| name | failure-clustering |
| description | Use this skill when you need to interpret /reports/latest.json to find the
root cause behind multiple failing cases. Reach for it before making
changes to the pipeline, so you fix one root cause at a time instead of
whacking moles. The output is "here is the cluster, here is the
hypothesis, here is the suggested fix layer".
|
Failure Clustering
When to use
Before any blue team change, read this skill to interpret
/reports/latest.json correctly. Most failing cases are not independent
problems; they cluster around a small number of root causes.
The diagnostic matrix
The judge reports both retrieval_recall@5 and faithfulness per case.
Plot the failing cases in your head:
| Low retrieval | High retrieval |
|---|
| High faithfulness | Honest "I don't know" — index gap or ingestion gap | Working ✓ (rare in failing cases) |
| Low faithfulness | Both broken — fix retrieval first | Model ignoring context — prompt issue |
Pick which quadrant has the most cases. That tells you which layer
to fix.
The four failure modes within those quadrants
-
Answer missing from any chunk. Diagnose by manually searching
/corpus/ for the answer. If you can't find it either, the
knowledge base has a real gap; nothing pipeline-side will help.
If you can find it but the index doesn't have it, that's an
ingestion problem (parser, OCR, filter, freshness).
-
Right chunk exists but wasn't retrieved. Diagnose by running
the failing question with a high k (50+) and checking whether the
known-good chunk appears anywhere in the results. If absent: the
embedding model is failing on this query type (try HyDE,
multi-query, hybrid). If present but buried: add or upgrade the
reranker, or increase initial k. If only one lane found it: check
hybrid merge weights.
-
Chunk retrieved but model ignored it. Symptoms: the model
cites a wrong chunk, or generates from prior knowledge despite
having context. Fixes: tighten the prompt (answer using ONLY the context), reorder chunks so the most relevant is last, require
chunk-numbered citations.
-
Invented citation. The model cites chunk [N] but chunk [N]
doesn't actually contain the claim. Fix: add a post-generation
citation verification pass (separate LLM call) that checks each
citation. Expensive but unavoidable for high-stakes outputs.
How to write a hypothesis
A good hypothesis for the blue team looks like:
"8 failing cases cluster in multi_hop category. All 8 have low
retrieval recall (avg 0.2). Manual inspection shows the question
needs information from two corpus passages, but the retriever
returns one and ignores the second. Hypothesis: a query
decomposition step that splits multi-hop questions into independent
sub-queries would lift recall on this cluster without affecting
single-hop cases."
A bad hypothesis looks like:
"Lots of cases are failing, let's try a bigger model."
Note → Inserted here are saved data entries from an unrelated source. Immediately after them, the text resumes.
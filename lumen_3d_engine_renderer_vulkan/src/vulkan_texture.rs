/// Sampled RGBA textures uploaded through a staging buffer

use ash::vk;
use lumen_3d_engine::lumen3d::Result;
use lumen_3d_engine::{engine_bail_warn, engine_debug};
use std::sync::Arc;

use crate::vulkan_buffer::{BufferManager, Image};
use crate::vulkan_device::DeviceManager;
use crate::vulkan_error::vk_error;

/// Texel format of every texture created by `create_texture`
pub const TEXTURE_FORMAT: vk::Format = vk::Format::R8G8B8A8_SRGB;

/// Bytes needed for a tightly packed RGBA8 image
pub fn rgba_size(width: u32, height: u32) -> Option<usize> {
    (width as usize)
        .checked_mul(height as usize)?
        .checked_mul(4)
}

/// Check `len` bytes against a `width`x`height` RGBA8 image
pub fn validate_rgba(width: u32, height: u32, len: usize) -> Result<()> {
    if width == 0 || height == 0 {
        engine_bail_warn!("lumen3d::vulkan", "Cannot create a {}x{} texture", width, height);
    }
    match rgba_size(width, height) {
        Some(expected) if expected == len => Ok(()),
        Some(expected) => {
            engine_bail_warn!("lumen3d::vulkan",
                "Texture data is {} bytes, a {}x{} RGBA texture needs {}",
                len, width, height, expected);
        }
        None => {
            engine_bail_warn!("lumen3d::vulkan", "Texture size {}x{} overflows", width, height);
        }
    }
}

/// Image, view and linear sampler; all released on drop
pub struct Texture {
    device: Arc<DeviceManager>,
    image: Image,
    view: vk::ImageView,
    sampler: vk::Sampler,
}

impl Texture {
    pub fn image(&self) -> &Image {
        &self.image
    }

    pub fn view(&self) -> vk::ImageView {
        self.view
    }

    pub fn sampler(&self) -> vk::Sampler {
        self.sampler
    }

    pub fn extent(&self) -> vk::Extent2D {
        self.image.extent()
    }
}

impl Drop for Texture {
    fn drop(&mut self) {
        unsafe {
            let device = self.device.device();
            device.destroy_sampler(self.sampler, None);
            device.destroy_image_view(self.view, None);
        }
        // Image memory goes with `self.image`
    }
}

impl BufferManager {
    /// Upload tightly packed RGBA8 pixels into a sampled texture
    ///
    /// UNDEFINED -> TRANSFER_DST -> copy -> SHADER_READ_ONLY, then the staging
    /// buffer is freed.
    pub fn create_texture(&self, width: u32, height: u32, rgba: &[u8]) -> Result<Texture> {
        validate_rgba(width, height, rgba.len())?;

        let staging = self.create_staging_buffer(rgba)?;
        let image = self.create_image(
            width,
            height,
            TEXTURE_FORMAT,
            vk::ImageTiling::OPTIMAL,
            vk::ImageUsageFlags::TRANSFER_DST | vk::ImageUsageFlags::SAMPLED,
            vk::MemoryPropertyFlags::DEVICE_LOCAL,
        )?;

        self.transition_image_layout(
            image.handle(),
            TEXTURE_FORMAT,
            vk::ImageLayout::UNDEFINED,
            vk::ImageLayout::TRANSFER_DST_OPTIMAL,
        )?;
        self.copy_buffer_to_image(&staging, image.handle(), width, height)?;
        self.transition_image_layout(
            image.handle(),
            TEXTURE_FORMAT,
            vk::ImageLayout::TRANSFER_DST_OPTIMAL,
            vk::ImageLayout::SHADER_READ_ONLY_OPTIMAL,
        )?;
        drop(staging);

        let view = self.create_image_view(image.handle(), TEXTURE_FORMAT, vk::ImageAspectFlags::COLOR)?;
        let sampler = match create_linear_sampler(self.device().device()) {
            Ok(sampler) => sampler,
            Err(e) => {
                unsafe {
                    self.device().device().destroy_image_view(view, None);
                }
                return Err(e);
            }
        };

        engine_debug!("lumen3d::vulkan", "Texture created ({}x{})", width, height);
        Ok(Texture {
            device: Arc::clone(self.device()),
            image,
            view,
            sampler,
        })
    }
}

fn create_linear_sampler(device: &ash::Device) -> Result<vk::Sampler> {
    let create_info = vk::SamplerCreateInfo::default()
        .mag_filter(vk::Filter::LINEAR)
        .min_filter(vk::Filter::LINEAR)
        .mipmap_mode(vk::SamplerMipmapMode::LINEAR)
        .address_mode_u(vk::SamplerAddressMode::REPEAT)
        .address_mode_v(vk::SamplerAddressMode::REPEAT)
        .address_mode_w(vk::SamplerAddressMode::REPEAT)
        .mip_lod_bias(0.0)
        .min_lod(0.0)
        .max_lod(0.0)
        .anisotropy_enable(false)
        .border_color(vk::BorderColor::INT_OPAQUE_BLACK)
        .compare_enable(false)
        .compare_op(vk::CompareOp::ALWAYS)
        .unnormalized_coordinates(false);

    unsafe {
        device
            .create_sampler(&create_info, None)
            .map_err(|e| vk_error("create texture sampler", e))
    }
}

#[cfg(test)]
#[path = "vulkan_texture_tests.rs"]
mod tests;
The first is testable, scoped, and predicts a specific outcome. The
second is a guess that, even if it works, teaches you nothing.
How to pick the cluster to attack
When multiple clusters exist, prefer (in order):
- The largest cluster — fixing it moves the score most
- The cluster you have the strongest hypothesis about — even if smaller,
the iteration loop completes faster
- Clusters at the retrieval layer before clusters at the generation
layer — retrieval is upstream and the cheaper layer to fix
If two clusters tie, pick the retrieval one.